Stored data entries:
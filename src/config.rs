use std::collections::HashMap;
use std::env;

use serde::{Deserialize, Serialize};

use crate::ratelimit::Endpoint;

/// How a guard component reacts when its backing store is unreachable.
///
/// `FailOpen` lets the request proceed (availability over strictness);
/// `FailClosed` surfaces the store failure to the caller.
#[derive(Debug, Clone, Copy, PartialEq, Eq, Serialize, Deserialize)]
#[serde(rename_all = "snake_case")]
pub enum FailurePolicy {
    FailOpen,
    FailClosed,
}

#[derive(Debug, Clone, Copy, PartialEq, Eq, Serialize, Deserialize)]
#[serde(rename_all = "snake_case")]
pub enum ScalerKind {
    Standard,
    MinMax,
    Robust,
}

#[derive(Debug, Clone, Copy, PartialEq, Eq, Serialize, Deserialize)]
#[serde(rename_all = "snake_case")]
pub enum ImputeStrategy {
    Mean,
    Median,
    MostFrequent,
}

/// Supervised feature-selection method used when a top-k count is configured.
#[derive(Debug, Clone, Copy, PartialEq, Eq, Serialize, Deserialize)]
#[serde(rename_all = "snake_case")]
pub enum SelectionMethod {
    MutualInfo,
    FTest,
    RecursiveElimination,
}

#[derive(Debug, Clone, Serialize, Deserialize)]
pub struct ForestParams {
    pub n_trees: usize,
    pub max_depth: usize,
    pub min_samples_split: usize,
    pub min_samples_leaf: usize,
}

impl Default for ForestParams {
    fn default() -> Self {
        Self {
            n_trees: 100,
            max_depth: 10,
            min_samples_split: 5,
            min_samples_leaf: 2,
        }
    }
}

/// Per-operation result cache TTLs, in seconds.
#[derive(Debug, Clone, Serialize, Deserialize)]
pub struct CacheTtl {
    pub weakness_analysis: u64,
    pub training_recommendations: u64,
    pub model_status: u64,
}

impl Default for CacheTtl {
    fn default() -> Self {
        Self {
            weakness_analysis: 3600,
            training_recommendations: 1800,
            model_status: 300,
        }
    }
}

/// Sliding-window limits per user tier. Endpoints absent from a tier table
/// fall back to that tier's default limit.
#[derive(Debug, Clone, Serialize, Deserialize)]
pub struct RateLimitConfig {
    pub window_secs: u64,
    /// Store-level key TTL, slightly longer than the window so idle keys
    /// clean themselves up.
    pub key_ttl_secs: u64,
    pub free: HashMap<Endpoint, u64>,
    pub premium: HashMap<Endpoint, u64>,
    pub elevated: HashMap<Endpoint, u64>,
    pub default_free: u64,
    pub default_premium: u64,
    pub default_elevated: u64,
}

impl Default for RateLimitConfig {
    fn default() -> Self {
        let free = HashMap::from([
            (Endpoint::AnalyzeWeaknesses, 10),
            (Endpoint::RecommendTraining, 10),
            // More generous for monitoring.
            (Endpoint::ModelStatus, 60),
        ]);
        let premium = HashMap::from([
            (Endpoint::AnalyzeWeaknesses, 100),
            (Endpoint::RecommendTraining, 100),
            (Endpoint::ModelStatus, 300),
        ]);
        let elevated = HashMap::from([
            (Endpoint::AnalyzeWeaknesses, 1000),
            (Endpoint::RecommendTraining, 1000),
            (Endpoint::ModelStatus, 3000),
        ]);
        Self {
            window_secs: 3600,
            key_ttl_secs: 3900,
            free,
            premium,
            elevated,
            default_free: 10,
            default_premium: 100,
            default_elevated: 1000,
        }
    }
}

/// Top-level configuration for the serving pipeline.
#[derive(Debug, Clone, Serialize, Deserialize)]
pub struct CoachConfig {
    /// Number of recent matches used for rolling features and analysis.
    pub feature_window: usize,
    /// Minimum processed matches required to train the detector.
    pub min_matches: usize,
    /// Minimum processed matches required for a reliable analysis call.
    pub min_analysis_matches: usize,
    /// Minimum calibrated probability for a confident weakness call.
    pub confidence_threshold: f64,
    /// Holdout accuracy below this marks the detector degraded.
    pub min_accuracy: f64,
    /// Seed for every randomized step, for reproducible training.
    pub random_state: u64,
    pub forest: ForestParams,
    /// Top-k supervised feature selection; `None` keeps all features.
    pub selection_k: Option<usize>,
    pub selection_method: SelectionMethod,
    pub scaler: ScalerKind,
    pub imputation: ImputeStrategy,
    /// Recent-match window for trend comparisons in the skill analyzer.
    pub trend_window: usize,
    pub cache_ttl: CacheTtl,
    pub cache_policy: FailurePolicy,
    pub limiter_policy: FailurePolicy,
    pub rate_limits: RateLimitConfig,
}

impl Default for CoachConfig {
    fn default() -> Self {
        Self {
            feature_window: 10,
            min_matches: 5,
            min_analysis_matches: 3,
            confidence_threshold: 0.7,
            min_accuracy: 0.8,
            random_state: 42,
            forest: ForestParams::default(),
            selection_k: Some(20),
            selection_method: SelectionMethod::MutualInfo,
            scaler: ScalerKind::Standard,
            imputation: ImputeStrategy::Median,
            trend_window: 5,
            cache_ttl: CacheTtl::default(),
            cache_policy: FailurePolicy::FailOpen,
            limiter_policy: FailurePolicy::FailOpen,
            rate_limits: RateLimitConfig::default(),
        }
    }
}

impl CoachConfig {
    /// Defaults with environment overrides applied.
    pub fn from_env() -> Self {
        let mut cfg = Self::default();
        if let Some(v) = env_usize("RL_COACH_FEATURE_WINDOW") {
            cfg.feature_window = v.max(1);
        }
        if let Some(v) = env_usize("RL_COACH_MIN_MATCHES") {
            cfg.min_matches = v.max(1);
        }
        if let Some(v) = env_f64("RL_COACH_CONFIDENCE_THRESHOLD") {
            cfg.confidence_threshold = v.clamp(0.0, 1.0);
        }
        if let Some(v) = env_usize("RL_COACH_N_TREES") {
            cfg.forest.n_trees = v.max(1);
        }
        if let Ok(raw) = env::var("RL_COACH_FAIL_CLOSED") {
            if !matches!(raw.trim().to_ascii_lowercase().as_str(), "" | "0" | "false" | "off" | "no")
            {
                cfg.cache_policy = FailurePolicy::FailClosed;
                cfg.limiter_policy = FailurePolicy::FailClosed;
            }
        }
        cfg
    }
}

fn env_usize(name: &str) -> Option<usize> {
    env::var(name).ok().and_then(|v| v.trim().parse().ok())
}

fn env_f64(name: &str) -> Option<f64> {
    env::var(name).ok().and_then(|v| v.trim().parse().ok())
}

#[cfg(test)]
mod tests {
    use super::*;

    #[test]
    fn default_limits_match_tier_tables() {
        let cfg = RateLimitConfig::default();
        assert_eq!(cfg.free[&Endpoint::AnalyzeWeaknesses], 10);
        assert_eq!(cfg.premium[&Endpoint::RecommendTraining], 100);
        assert_eq!(cfg.elevated[&Endpoint::ModelStatus], 3000);
        assert!(cfg.key_ttl_secs > cfg.window_secs);
    }

    #[test]
    fn default_ttls_are_table_driven() {
        let ttl = CacheTtl::default();
        assert_eq!(ttl.weakness_analysis, 3600);
        assert_eq!(ttl.training_recommendations, 1800);
        assert_eq!(ttl.model_status, 300);
    }

    #[test]
    fn default_policies_fail_open() {
        let cfg = CoachConfig::default();
        assert_eq!(cfg.cache_policy, FailurePolicy::FailOpen);
        assert_eq!(cfg.limiter_policy, FailurePolicy::FailOpen);
    }
}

HOW TO COMPLETE THIS TASK: With no line skipped, repeat the records exactly.

RESPONSE TO THIS EXERCISE:
filename src/config.rs
use std::collections::HashMap;
use std::env;

use serde::{Deserialize, Serialize};

use crate::ratelimit::Endpoint;

/// How a guard component reacts when its backing store is unreachable.
///
/// `FailOpen` lets the request proceed (availability over strictness);
/// `FailClosed` surfaces the store failure to the caller.
#[derive(Debug, Clone, Copy, PartialEq, Eq, Serialize, Deserialize)]
#[serde(rename_all = "snake_case")]
pub enum FailurePolicy {
    FailOpen,
    FailClosed,
}

#[derive(Debug, Clone, Copy, PartialEq, Eq, Serialize, Deserialize)]
#[serde(rename_all = "snake_case")]
pub enum ScalerKind {
    Standard,
    MinMax,
    Robust,
}

#[derive(Debug, Clone, Copy, PartialEq, Eq, Serialize, Deserialize)]
#[serde(rename_all = "snake_case")]
pub enum ImputeStrategy {
    Mean,
    Median,
    MostFrequent,
}

/// Supervised feature-selection method used when a top-k count is configured.
#[derive(Debug, Clone, Copy, PartialEq, Eq, Serialize, Deserialize)]
#[serde(rename_all = "snake_case")]
pub enum SelectionMethod {
    MutualInfo,
    FTest,
    RecursiveElimination,
}

#[derive(Debug, Clone, Serialize, Deserialize)]
pub struct ForestParams {
    pub n_trees: usize,
    pub max_depth: usize,
    pub min_samples_split: usize,
    pub min_samples_leaf: usize,
}

impl Default for ForestParams {
    fn default() -> Self {
        Self {
            n_trees: 100,
            max_depth: 10,
            min_samples_split: 5,
            min_samples_leaf: 2,
        }
    }
}

/// Per-operation result cache TTLs, in seconds.
#[derive(Debug, Clone, Serialize, Deserialize)]
pub struct CacheTtl {
    pub weakness_analysis: u64,
    pub training_recommendations: u64,
    pub model_status: u64,
}

impl Default for CacheTtl {
    fn default() -> Self {
        Self {
            weakness_analysis: 3600,
            training_recommendations: 1800,
            model_status: 300,
        }
    }
}

/// Sliding-window limits per user tier. Endpoints absent from a tier table
/// fall back to that tier's default limit.
#[derive(Debug, Clone, Serialize, Deserialize)]
pub struct RateLimitConfig {
    pub window_secs: u64,
    /// Store-level key TTL, slightly longer than the window so idle keys
    /// clean themselves up.
    pub key_ttl_secs: u64,
    pub free: HashMap<Endpoint, u64>,
    pub premium: HashMap<Endpoint, u64>,
    pub elevated: HashMap<Endpoint, u64>,
    pub default_free: u64,
    pub default_premium: u64,
    pub default_elevated: u64,
}

impl Default for RateLimitConfig {
    fn default() -> Self {
        let free = HashMap::from([
            (Endpoint::AnalyzeWeaknesses, 10),
            (Endpoint::RecommendTraining, 10),
            // More generous for monitoring.
            (Endpoint::ModelStatus, 60),
        ]);
        let premium = HashMap::from([
            (Endpoint::AnalyzeWeaknesses, 100),
            (Endpoint::RecommendTraining, 100),
            (Endpoint::ModelStatus, 300),
        ]);
        let elevated = HashMap::from([
            (Endpoint::AnalyzeWeaknesses, 1000),
            (Endpoint::RecommendTraining, 1000),
            (Endpoint::ModelStatus, 3000),
        ]);
        Self {
            window_secs: 3600,
            key_ttl_secs: 3900,
            free,
            premium,
            elevated,
            default_free: 10,
            default_premium: 100,
            default_elevated: 1000,
        }
    }
}

/// Top-level configuration for the serving pipeline.
#[derive(Debug, Clone, Serialize, Deserialize)]
pub struct CoachConfig {
    /// Number of recent matches used for rolling features and analysis.
    pub feature_window: usize,
    /// Minimum processed matches required to train the detector.
    pub min_matches: usize,
    /// Minimum processed matches required for a reliable analysis call.
    pub min_analysis_matches: usize,
    /// Minimum calibrated probability for a confident weakness call.
    pub confidence_threshold: f64,
    /// Holdout accuracy below this marks the detector degraded.
    pub min_accuracy: f64,
    /// Seed for every randomized step, for reproducible training.
    pub random_state: u64,
    pub forest: ForestParams,
    /// Top-k supervised feature selection; `None` keeps all features.
    pub selection_k: Option<usize>,
    pub selection_method: SelectionMethod,
    pub scaler: ScalerKind,
    pub imputation: ImputeStrategy,
    /// Recent-match window for trend comparisons in the skill analyzer.
    pub trend_window: usize,
    pub cache_ttl: CacheTtl,
    pub cache_policy: FailurePolicy,
    pub limiter_policy: FailurePolicy,
    pub rate_limits: RateLimitConfig,
}

impl Default for CoachConfig {
    fn default() -> Self {
        Self {
            feature_window: 10,
            min_matches: 5,
            min_analysis_matches: 3,
            confidence_threshold: 0.7,
            min_accuracy: 0.8,
            random_state: 42,
            forest: ForestParams::default(),
            selection_k: Some(20),
            selection_method: SelectionMethod::MutualInfo,
            scaler: ScalerKind::Standard,
            imputation: ImputeStrategy::Median,
            trend_window: 5,
            cache_ttl: CacheTtl::default(),
            cache_policy: FailurePolicy::FailOpen,
            limiter_policy: FailurePolicy::FailOpen,
            rate_limits: RateLimitConfig::default(),
        }
    }
}

impl CoachConfig {
    /// Defaults with environment overrides applied.
    pub fn from_env() -> Self {
        let mut cfg = Self::default();
        if let Some(v) = env_usize("RL_COACH_FEATURE_WINDOW") {
            cfg.feature_window = v.max(1);
        }
        if let Some(v) = env_usize("RL_COACH_MIN_MATCHES") {
            cfg.min_matches = v.max(1);
        }
        if let Some(v) = env_f64("RL_COACH_CONFIDENCE_THRESHOLD") {
            cfg.confidence_threshold = v.clamp(0.0, 1.0);
        }
        if let Some(v) = env_usize("RL_COACH_N_TREES") {
            cfg.forest.n_trees = v.max(1);
        }
        if let Ok(raw) = env::var("RL_COACH_FAIL_CLOSED") {
            if !matches!(raw.trim().to_ascii_lowercase().as_str(), "" | "0" | "false" | "off" | "no")
            {
                cfg.cache_policy = FailurePolicy::FailClosed;
                cfg.limiter_policy = FailurePolicy::FailClosed;
            }
        }
        cfg
    }
}

fn env_usize(name: &str) -> Option<usize> {
    env::var(name).ok().and_then(|v| v.trim().parse().ok())
}

fn env_f64(name: &str) -> Option<f64> {
    env::var(name).ok().and_then(|v| v.trim().parse().ok())
}

#[cfg(test)]
mod tests {
    use super::*;

    #[test]
    fn default_limits_match_tier_tables() {
        let cfg = RateLimitConfig::default();
        assert_eq!(cfg.free[&Endpoint::AnalyzeWeaknesses], 10);
        assert_eq!(cfg.premium[&Endpoint::RecommendTraining], 100);
        assert_eq!(cfg.elevated[&Endpoint::ModelStatus], 3000);
        assert!(cfg.key_ttl_secs > cfg.window_secs);
    }

    #[test]
    fn default_ttls_are_table_driven() {
        let ttl = CacheTtl::default();
        assert_eq!(ttl.weakness_analysis, 3600);
        assert_eq!(ttl.training_recommendations, 1800);
        assert_eq!(ttl.model_status, 300);
    }

    #[test]
    fn default_policies_fail_open() {
        let cfg = CoachConfig::default();
        assert_eq!(cfg.cache_policy, FailurePolicy::FailOpen);
        assert_eq!(cfg.limiter_policy, FailurePolicy::FailOpen);
    }
}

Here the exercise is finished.